Al Awabi is one of the 62 provinces (wilayat) of Oman. It is located in Al Batinah Region, north of Oman. Based on the figures of the 2020 census, Al Awabi is home for 18,833 people, compared to 10,469 in 2003. It has 32 villages.

Location 
Al Awabi is approximately 156 km from the capital city, Muscat, 16 km from Rustaq, and 36 km from Nakhal.

Information 
Al Awabi is a quiet town surrounded by a chain of high mountains. Extraordinary rock formations can be seen in Wadi Bani Kharus gorge in the Al Hajar Mountains. Wadi Bani Kharus is a 26-km long wadi that goes deep in the mountains and finally ends at Jebel Akhdar, the highest summit in Oman. Wadi Bani Kharus is famous for its rich heritage, and history. Its villages, surrounded by mountains, are well known for their picturesque character.

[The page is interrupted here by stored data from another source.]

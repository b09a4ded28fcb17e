use crate::lattice::Execution;
use crate::streaming::EdgeStreaming;
use serde::{Deserialize, Serialize};
use std::{error::Error, fmt};

/// A cell initialized to rest equilibrium at a non-unit density.
#[derive(Clone, Copy, Debug, PartialEq, Serialize, Deserialize)]
pub struct DensityPulse {
    pub y: usize,
    pub x: usize,
    pub density: f64,
}

/// Construction-time simulation parameters. There is no runtime
/// reconfiguration.
#[derive(Clone, Debug, PartialEq, Serialize, Deserialize)]
#[serde(default)]
pub struct SimConfig {
    pub height: usize,
    pub width: usize,
    /// BGK relaxation time; values at or below 0.5 are unstable.
    pub tau: f64,
    /// Forcing frequency in cycles per step.
    pub forcing_frequency: f64,
    /// Peak velocity imposed on the forcing band.
    pub forcing_velocity: [f64; 2],
    /// Rows excluded from the forcing band at the top and bottom.
    pub forcing_margin: usize,
    pub enable_forcing: bool,
    pub steps: usize,
    pub edge_streaming: EdgeStreaming,
    pub execution: Execution,
    pub initial_pulses: Vec<DensityPulse>,
}

impl Default for SimConfig {
    fn default() -> Self {
        Self {
            height: 35,
            width: 70,
            tau: 0.55,
            forcing_frequency: 1.0 / 8.0,
            forcing_velocity: [0.2, 0.1],
            forcing_margin: 10,
            enable_forcing: true,
            steps: 1200,
            edge_streaming: EdgeStreaming::Pinned,
            execution: Execution::Parallel,
            initial_pulses: Vec::new(),
        }
    }
}

#[derive(Debug, Clone, PartialEq)]
pub enum SimConfigError {
    GridTooSmall {
        height: usize,
        width: usize,
    },
    TooManyCells {
        max: usize,
        actual: usize,
    },
    NonPositiveTau(f64),
    NonFinite {
        field: &'static str,
    },
    EmptyForcingBand {
        margin: usize,
        height: usize,
        width: usize,
    },
    TooManySteps {
        max: usize,
        actual: usize,
    },
    PulseOutOfGrid {
        y: usize,
        x: usize,
    },
    NonPositivePulseDensity {
        y: usize,
        x: usize,
        density: f64,
    },
}

impl fmt::Display for SimConfigError {
    fn fmt(&self, f: &mut fmt::Formatter<'_>) -> fmt::Result {
        match self {
            SimConfigError::GridTooSmall { height, width } => write!(
                f,
                "grid must be at least 3x3, got {height}x{width} (height x width)"
            ),
            SimConfigError::TooManyCells { max, actual } => {
                write!(f, "grid cell count ({actual}) exceeds supported maximum ({max})")
            }
            SimConfigError::NonPositiveTau(tau) => {
                write!(f, "tau must be positive, got {tau}")
            }
            SimConfigError::NonFinite { field } => write!(f, "{field} must be finite"),
            SimConfigError::EmptyForcingBand {
                margin,
                height,
                width,
            } => write!(
                f,
                "forcing_margin ({margin}) leaves no forcing band on a {height}x{width} grid"
            ),
            SimConfigError::TooManySteps { max, actual } => {
                write!(f, "steps ({actual}) exceed supported maximum ({max})")
            }
            SimConfigError::PulseOutOfGrid { y, x } => {
                write!(f, "initial pulse at ({y}, {x}) lies outside the grid")
            }
            SimConfigError::NonPositivePulseDensity { y, x, density } => write!(
                f,
                "initial pulse at ({y}, {x}) must have a finite positive density, got {density}"
            ),
        }
    }
}

impl Error for SimConfigError {}

impl SimConfig {
    pub const MIN_EXTENT: usize = 3;
    pub const MAX_CELLS: usize = 16_777_216;
    pub const MAX_STEPS: usize = 10_000_000;

    pub fn validate(&self) -> Result<(), SimConfigError> {
        if self.height < Self::MIN_EXTENT || self.width < Self::MIN_EXTENT {
            return Err(SimConfigError::GridTooSmall {
                height: self.height,
                width: self.width,
            });
        }
        let cells = self
            .height
            .checked_mul(self.width)
            .unwrap_or(usize::MAX);
        if cells > Self::MAX_CELLS {
            return Err(SimConfigError::TooManyCells {
                max: Self::MAX_CELLS,
                actual: cells,
            });
        }
        if !self.tau.is_finite() {
            return Err(SimConfigError::NonFinite { field: "tau" });
        }
        if self.tau <= 0.0 {
            return Err(SimConfigError::NonPositiveTau(self.tau));
        }
        if !self.forcing_frequency.is_finite() {
            return Err(SimConfigError::NonFinite {
                field: "forcing_frequency",
            });
        }
        if !self.forcing_velocity.iter().all(|v| v.is_finite()) {
            return Err(SimConfigError::NonFinite {
                field: "forcing_velocity",
            });
        }
        if self.enable_forcing
            && self.forcing_margin.saturating_mul(2) >= self.height.min(self.width)
        {
            return Err(SimConfigError::EmptyForcingBand {
                margin: self.forcing_margin,
                height: self.height,
                width: self.width,
            });
        }
        if self.steps > Self::MAX_STEPS {
            return Err(SimConfigError::TooManySteps {
                max: Self::MAX_STEPS,
                actual: self.steps,
            });
        }
        for pulse in &self.initial_pulses {
            if pulse.y >= self.height || pulse.x >= self.width {
                return Err(SimConfigError::PulseOutOfGrid {
                    y: pulse.y,
                    x: pulse.x,
                });
            }
            if !(pulse.density.is_finite() && pulse.density > 0.0) {
                return Err(SimConfigError::NonPositivePulseDensity {
                    y: pulse.y,
                    x: pulse.x,
                    density: pulse.density,
                });
            }
        }
        if self.tau <= 0.5 {
            log::warn!(
                "tau = {} is at or below 0.5; the BGK relaxation is numerically unstable",
                self.tau
            );
        }
        Ok(())
    }
}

Al Awabi has a number of tourist destinations, such as Al Elya village, which is the final station in Wadi Bani Kharus, which itself is a noted tourist destination. Also, the Castle of Awabi, which was built almost 200 years ago and restored again in 2008, and Subaikha village which is classified as a natural reserve, and it is around 20 km away from Al Awabi town centre.

A number of agricultural products are grown in Al Awabi other than dates (palm trees), such as mango, orange, lime, pomegranates, banana, Guava, and figs as well as common vegetables.

As of 2006, Al Awabi had 8 schools and a hospital (with 18 beds) and a health center.